Power/Performance Bits: Mar. 26

Material holds both electrons, holes; nanowire UV LED; washable, wearable display.


Material holds both electrons, holes
Researchers at Ohio State University discovered a material that can hold both electrons and holes. They hope the material, the layered metal crystal NaSn2As2, could simplify electronics, potentially removing the need for multiple layers or materials.

“It is this dogma in science, that you have electrons or you have holes, but you don’t have both. But our findings flip that upside down,” said Wolfgang Windl, a professor of materials science and engineering at Ohio State. “And it’s not that an electron becomes a hole, because it’s the same assembly of particles. Here, if you look at the material one way, it looks like an electron, but if you look another way, it looks like a hole.”

The team didn’t set out to find this; instead, graduate researcher Bin He was measuring the properties of NaSn2As2 when he noticed that the material behaved sometimes like an electron-holder and sometimes like a hole-holder. Repeated measurements showed the same result.

“Now, we have this new family of layered crystals where the carriers behave like electrons when traveling within each layer, and holes when traveling through the layers. … You can imagine there might be some unique electronic devices you could create,” said Joshua Goldberger, associate professor of chemistry and biochemistry at Ohio State.

The researchers named this dual-ability phenomenon “goniopolarity.” They believe the material functions this way because of its unique electronic structure, and say it is probable that other layered materials could exhibit this property.

Nanowire UV LED
Researchers at the National Institute of Standards and Technology (NIST) developed a nanowire ultraviolet LED that produces five times higher light intensity than previous versions.

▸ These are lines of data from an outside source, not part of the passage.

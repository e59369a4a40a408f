//! Installation step pipeline
//!
//! The ordered, resumable sequence of installation actions:
//! PrepareDirectory → CopyPayload → RegisterShortcuts → RegisterService →
//! WriteUninstallRecord. The pipeline behaves identically under both front
//! ends; everything it knows about the outside world arrives through the
//! [`OperatorChannel`].
//!
//! Failure policy per step:
//! - PrepareDirectory, CopyPayload: fatal
//! - RegisterShortcuts, RegisterService: non-fatal, collected as warnings
//! - WriteUninstallRecord: fatal (it is the commit marker)
//!
//! Cancellation is polled cooperatively at step boundaries and between
//! copied files; a cancelled run leaves partially-copied files in place and
//! reports `Cancelled`, never `Failed`.

pub mod steps;

use std::time::Instant;

use crate::domain::Platform;
use crate::error::ErrorKind;
use crate::manifest::PayloadManifest;
use crate::operator::{OperatorChannel, Severity};
use crate::plan::InstallPlan;

pub const STEP_PREPARE_DIRECTORY: &str = "PrepareDirectory";
pub const STEP_COPY_PAYLOAD: &str = "CopyPayload";
pub const STEP_REGISTER_SHORTCUTS: &str = "RegisterShortcuts";
pub const STEP_REGISTER_SERVICE: &str = "RegisterService";
pub const STEP_WRITE_UNINSTALL_RECORD: &str = "WriteUninstallRecord";

/// Fixed step order
pub const STEP_NAMES: [&str; 5] = [
    STEP_PREPARE_DIRECTORY,
    STEP_COPY_PAYLOAD,
    STEP_REGISTER_SHORTCUTS,
    STEP_REGISTER_SERVICE,
    STEP_WRITE_UNINSTALL_RECORD,
];

/// Overall pipeline state, owned by the driving front end
#[derive(Debug, Clone, PartialEq, Eq)]
pub enum PipelineState {
    NotStarted,
    Running(usize),
    Cancelled,
    Failed { step: String, kind: ErrorKind },
    Completed,
}

/// Outcome of a single executed step
#[derive(Debug, Clone, PartialEq, Eq)]
pub enum StepOutcome {
    Success,
    /// The plan disabled this step; reported as skipped, not failed
    Skipped(String),
    Failed { kind: ErrorKind, detail: String },
}

/// Audit-trail entry, never mutated after creation
#[derive(Debug, Clone)]
pub struct StepResult {
    pub step_name: String,
    pub outcome: StepOutcome,
    pub duration_ms: u64,
}

/// Summary of a pipeline run
#[derive(Debug, Clone)]
pub struct RunReport {
    pub state: PipelineState,
    pub results: Vec<StepResult>,
    /// Non-fatal issues surfaced alongside an otherwise-successful run
    pub warnings: Vec<String>,
}

impl RunReport {
    pub fn succeeded(&self) -> bool {
        self.state == PipelineState::Completed
    }
}

/// The installation pipeline. Stateless between step invocations; all run
/// state lives in the returned [`RunReport`].
pub struct StepPipeline<'a> {
    plan: &'a InstallPlan,
    manifest: &'a PayloadManifest,
    platform: Platform,
    app_name: &'a str,
    app_version: &'a str,
}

The LEDs are based on gallium nitride (GaN) nanowires. The core of the nanowire is made of silicon-doped GaN, which has extra electrons, surrounded by shells made of magnesium-doped GaN, which has a surplus of holes. Additionally, a tiny bit of aluminum is added to the shell layer, which reduces losses from electron overflow and light reabsorption.

The brighter LEDs are fabricated from nanowires with a “p-i-n” structure, a tri-layer design that injects electrons and holes into the nanowire. Adding aluminum to the shell helped confine electrons to the nanowire core, which resulted in a fivefold increase in electroluminescence.

“The role of the aluminum is to introduce an asymmetry in the electrical current that prevents electrons from flowing into the shell layer, which would reduce efficiency, and instead confines electrons and holes to the nanowire core,” said Matt Brubaker of the Quantitative Nanostructure Characterization Group at NIST.

Model of nanowire-based light-emitting diode showing that adding a bit of aluminum to the shell layer (black) directs all recombination of electrons and holes (spaces for electrons) into the nanowire core (multicolored region), producing intense light. (Source: NIST)

The nanowire test structures were about 440nm long with a shell thickness of about 40nm. The final LEDs, including the shells, were almost 10 times larger. Researchers found that the amount of aluminum incorporated into fabricated structures depends on nanowire diameter.

UV LEDs find applications in polymer curing, water purification, and medical disinfection, and NIST is experimenting with nanowire-based LEDs for scanning-probe tips intended for electronics and biology applications.

At least two companies are developing micro-LEDs based on nanowires, according to NIST group leader Kris Bertness, and NIST has a Cooperative Research and Development Agreement with one of them to develop dopant and structural characterization methods. The researchers have had preliminary discussions with scanning-probe companies about using NIST LEDs in their probe tips, and NIST plans to demonstrate prototype LED tools soon.

Washable, wearable display
Researchers at the Korea Advanced Institute of Science and Technology (KAIST) developed a textile-based wearable display module technology that is washable and does not require an external power source.

The textile integrates polymer solar cells (PSCs) with organic light emitting diodes (OLEDs). To prevent both components from damage, an encapsulation barrier is used to protect them from external moisture and oxygen. While suitable for normal environments, the conventional encapsulation barrier loses its characteristics if exposed to water.

The team’s new barrier uses a SiO2–polymer composite capping layer applied through ALD and spin coating. During tests, the display module exhibited little change in characteristics after 20 washings with 10-minute cycles. The encapsulated device operated stably with a low curvature radius of 3mm and high reliability.

Schematic and photo of a washable wearing display module. (Source: KAIST)

After 30 days of repeated bending and washing, the device showed no deterioration.

By using a textile substrate rather than plastic and utilizing a solar cell that can self-power the device, the team hopes their demonstration will speed up the commercialization of wearable displays.

Professor Kyung Cheol Choi from the School of Electrical Engineering at KAIST said, “I could say that this research realized a truly washable wearable electronic module in the sense that it uses daily wearable textiles instead of the plastic used in conventional wearable electronic devices.”